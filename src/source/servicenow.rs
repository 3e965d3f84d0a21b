//! ServiceNow-Style REST Backend
//!
//! Table-API client with offset pagination and retry on throttling, plus
//! fixed-table normalization of the backend's native record shape into
//! canonical tickets. Unknown enumeration values pass through unchanged
//! rather than failing.

use std::time::Duration;

use backon::{ExponentialBuilder, Retryable};
use secrecy::{ExposeSecret, SecretString};
use serde_json::Value;
use tracing::{debug, info, warn};

use crate::constants::http::{BASE_DELAY_MS, MAX_DELAY_SECS, MAX_RETRIES, SERVICENOW_PAGE_SIZE};
use crate::source::{normalize_priority, validate_base_url};
use crate::types::{
    CanonicalTicket, KbArticle, Result, TicketError, TicketSource, TicketType, UpstreamError,
};

const SERVICE: &str = "servicenow";

/// Ticket tables queried per record type
const TICKET_TABLES: &[(&str, TicketType)] = &[
    ("incident", TicketType::Incident),
    ("change_request", TicketType::ChangeRequest),
    ("problem", TicketType::Problem),
    ("sc_request", TicketType::ServiceRequest),
    ("sc_req_item", TicketType::RequestedItem),
];

/// Connection settings for a ServiceNow-style instance
#[derive(Clone, Default, serde::Serialize, serde::Deserialize)]
#[serde(default)]
pub struct ServiceNowConfig {
    /// Instance base URL, e.g. `https://corp.service-now.com`
    pub instance_url: Option<String>,
    pub username: Option<String>,
    /// Never serialized to output
    #[serde(skip_serializing)]
    pub api_token: Option<String>,
}

impl std::fmt::Debug for ServiceNowConfig {
    fn fmt(&self, f: &mut std::fmt::Formatter<'_>) -> std::fmt::Result {
        f.debug_struct("ServiceNowConfig")
            .field("instance_url", &self.instance_url)
            .field("username", &self.username)
            .field("api_token", &self.api_token.as_ref().map(|_| "[REDACTED]"))
            .finish()
    }
}

/// Table-API client
pub struct ServiceNowClient {
    base: String,
    username: String,
    token: SecretString,
    client: reqwest::Client,
}

impl std::fmt::Debug for ServiceNowClient {
    fn fmt(&self, f: &mut std::fmt::Formatter<'_>) -> std::fmt::Result {
        f.debug_struct("ServiceNowClient")
            .field("base", &self.base)
            .field("username", &self.username)
            .field("token", &"[REDACTED]")
            .finish()
    }
}

impl ServiceNowClient {
    pub fn new(config: &ServiceNowConfig, timeout_secs: u64) -> Result<Self> {
        let instance_url = config.instance_url.as_deref().ok_or_else(|| {
            TicketError::Config(
                "ServiceNow instance URL not configured. Set source.servicenow.instance_url"
                    .to_string(),
            )
        })?;
        let base = validate_base_url(instance_url, SERVICE)?;

        let username = config.username.clone().unwrap_or_default();
        let token = config.api_token.clone().ok_or_else(|| {
            TicketError::Config(
                "ServiceNow API token not configured. Set source.servicenow.api_token".to_string(),
            )
        })?;

        let client = reqwest::Client::builder()
            .timeout(Duration::from_secs(timeout_secs))
            .build()
            .map_err(|e| TicketError::Config(format!("Failed to create HTTP client: {e}")))?;

        Ok(Self {
            base,
            username,
            token: SecretString::from(token),
            client,
        })
    }

    /// Fetch one page of a table query
    async fn fetch_page(&self, table: &str, offset: usize) -> Result<Vec<Value>> {
        let url = format!("{}/api/now/table/{}", self.base, table);
        let limit = SERVICENOW_PAGE_SIZE.to_string();
        let offset_param = offset.to_string();

        let response = self
            .client
            .get(&url)
            .basic_auth(&self.username, Some(self.token.expose_secret()))
            .query(&[
                ("sysparm_limit", limit.as_str()),
                ("sysparm_offset", offset_param.as_str()),
                ("sysparm_display_value", "true"),
                ("sysparm_exclude_reference_link", "true"),
            ])
            .send()
            .await
            .map_err(|e| UpstreamError::from_transport(e.to_string(), SERVICE))?;

        let status = response.status();
        if !status.is_success() {
            let body = response.text().await.unwrap_or_default();
            return Err(UpstreamError::from_http_status(status.as_u16(), body, SERVICE).into());
        }

        let body: Value = response
            .json()
            .await
            .map_err(|e| UpstreamError::from_transport(e.to_string(), SERVICE))?;

        Ok(body
            .get("result")
            .and_then(|v| v.as_array())
            .cloned()
            .unwrap_or_default())
    }

    /// Paginate a table until exhausted, retrying throttled pages
    async fn fetch_all(&self, table: &str) -> Result<Vec<Value>> {
        let mut rows = Vec::new();
        let mut offset = 0;

        loop {
            let page = (|| self.fetch_page(table, offset))
                .retry(retry_policy())
                .when(|e: &TicketError| {
                    matches!(e, TicketError::Upstream(u) if u.is_retryable())
                })
                .notify(|err, delay| {
                    warn!("Retrying {} query in {:?}: {}", table, delay, err);
                })
                .await?;

            let count = page.len();
            rows.extend(page);
            if count < SERVICENOW_PAGE_SIZE {
                break;
            }
            offset += count;
        }

        debug!("Fetched {} rows from table {}", rows.len(), table);
        Ok(rows)
    }

    /// Retrieve tickets of every supported type
    pub async fn fetch_tickets(&self) -> Result<Vec<CanonicalTicket>> {
        let mut tickets = Vec::new();
        for (table, ticket_type) in TICKET_TABLES {
            let rows = self.fetch_all(table).await?;
            tickets.extend(rows.iter().map(|row| normalize_record(row, *ticket_type)));
        }
        info!("Retrieved {} tickets from ServiceNow", tickets.len());
        Ok(tickets)
    }

    /// Retrieve published knowledge articles for gap analysis
    pub async fn fetch_kb_articles(&self) -> Result<Vec<KbArticle>> {
        let rows = self.fetch_all("kb_knowledge").await?;
        let articles: Vec<KbArticle> = rows.iter().map(normalize_article).collect();
        info!("Retrieved {} knowledge articles", articles.len());
        Ok(articles)
    }
}

fn retry_policy() -> ExponentialBuilder {
    ExponentialBuilder::default()
        .with_min_delay(Duration::from_millis(BASE_DELAY_MS))
        .with_max_delay(Duration::from_secs(MAX_DELAY_SECS))
        .with_max_times(MAX_RETRIES)
}

// =============================================================================
// Normalization
// =============================================================================

/// Read a field that may arrive as a plain string or, for reference fields,
/// as an object carrying a `display_value`
fn field(row: &Value, key: &str) -> String {
    match row.get(key) {
        Some(Value::String(s)) => s.clone(),
        Some(Value::Object(map)) => map
            .get("display_value")
            .and_then(|v| v.as_str())
            .unwrap_or_default()
            .to_string(),
        _ => String::new(),
    }
}

/// Numeric state codes map to display labels; anything else passes through
fn map_state(raw: &str) -> String {
    match raw.trim() {
        "1" => "New".to_string(),
        "2" => "In Progress".to_string(),
        "3" => "On Hold".to_string(),
        "6" => "Resolved".to_string(),
        "7" => "Closed".to_string(),
        "8" => "Cancelled".to_string(),
        other => other.to_string(),
    }
}

/// Map a native table row into the canonical shape
pub fn normalize_record(row: &Value, ticket_type: TicketType) -> CanonicalTicket {
    CanonicalTicket {
        number: field(row, "number"),
        ticket_type,
        short_description: field(row, "short_description"),
        description: field(row, "description"),
        state: map_state(&field(row, "state")),
        priority: normalize_priority(&field(row, "priority")),
        category: field(row, "category"),
        subcategory: field(row, "subcategory"),
        opened_at: field(row, "opened_at"),
        closed_at: field(row, "closed_at"),
        resolved_at: field(row, "resolved_at"),
        assigned_to: field(row, "assigned_to"),
        caller_name: field(row, "caller_id"),
        close_notes: field(row, "close_notes"),
        work_notes: field(row, "work_notes"),
        ci_name: field(row, "cmdb_ci"),
        source: TicketSource::ServiceNow,
    }
}

fn normalize_article(row: &Value) -> KbArticle {
    KbArticle {
        number: field(row, "number"),
        title: field(row, "short_description"),
        content: field(row, "text"),
        category: field(row, "kb_category"),
        last_updated: field(row, "sys_updated_on"),
        workflow_state: field(row, "workflow_state"),
    }
}

#[cfg(test)]
mod tests {
    use super::*;
    use serde_json::json;

    #[test]
    fn test_normalize_record_plain_fields() {
        let row = json!({
            "number": "INC0012345",
            "short_description": "Email outage",
            "state": "In Progress",
            "priority": "2",
            "category": "Software",
            "opened_at": "2026-02-10 08:00:00",
            "caller_id": "Dana Reyes"
        });
        let ticket = normalize_record(&row, TicketType::Incident);
        assert_eq!(ticket.number, "INC0012345");
        assert_eq!(ticket.state, "In Progress");
        assert_eq!(ticket.priority, "2 - High");
        assert_eq!(ticket.caller_name, "Dana Reyes");
        assert_eq!(ticket.source, TicketSource::ServiceNow);
    }

    #[test]
    fn test_normalize_record_reference_fields() {
        let row = json!({
            "number": "INC0012346",
            "assigned_to": {"display_value": "Lee Park", "link": "https://x/api/sys_user/1"},
            "cmdb_ci": {"display_value": "web-prod-01"}
        });
        let ticket = normalize_record(&row, TicketType::Incident);
        assert_eq!(ticket.assigned_to, "Lee Park");
        assert_eq!(ticket.ci_name, "web-prod-01");
    }

    #[test]
    fn test_numeric_state_codes_mapped() {
        assert_eq!(map_state("1"), "New");
        assert_eq!(map_state("6"), "Resolved");
        assert_eq!(map_state("7"), "Closed");
        // Unknown values pass through unchanged
        assert_eq!(map_state("42"), "42");
        assert_eq!(map_state("Awaiting Vendor"), "Awaiting Vendor");
    }

    #[test]
    fn test_normalize_article() {
        let row = json!({
            "number": "KB0001234",
            "short_description": "Resetting VPN tokens",
            "text": "Step 1 ...",
            "kb_category": {"display_value": "Network"},
            "workflow_state": "published"
        });
        let article = normalize_article(&row);
        assert_eq!(article.number, "KB0001234");
        assert_eq!(article.category, "Network");
        assert_eq!(article.workflow_state, "published");
    }

    #[test]
    fn test_client_requires_instance_url() {
        let err = ServiceNowClient::new(&ServiceNowConfig::default(), 30).unwrap_err();
        assert!(matches!(err, TicketError::Config(_)));
    }

    #[test]
    fn test_client_requires_token() {
        let config = ServiceNowConfig {
            instance_url: Some("https://corp.service-now.com".to_string()),
            username: Some("svc-reporting".to_string()),
            api_token: None,
        };
        let err = ServiceNowClient::new(&config, 30).unwrap_err();
        assert!(matches!(err, TicketError::Config(_)));
    }
}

■ **EXERCISE DESCRIPTION**
Your task is to reproduce the entries exactly, starting at the first line and ending with the line containing "record shape into".

■ **FINISHED EXERCISE**
filename src/source/servicenow.rs
repository 3e965d3f84d0a21b
//! ServiceNow-Style REST Backend
//!
//! Table-API client with offset pagination and retry on throttling, plus
//! fixed-table normalization of the backend's native record shape into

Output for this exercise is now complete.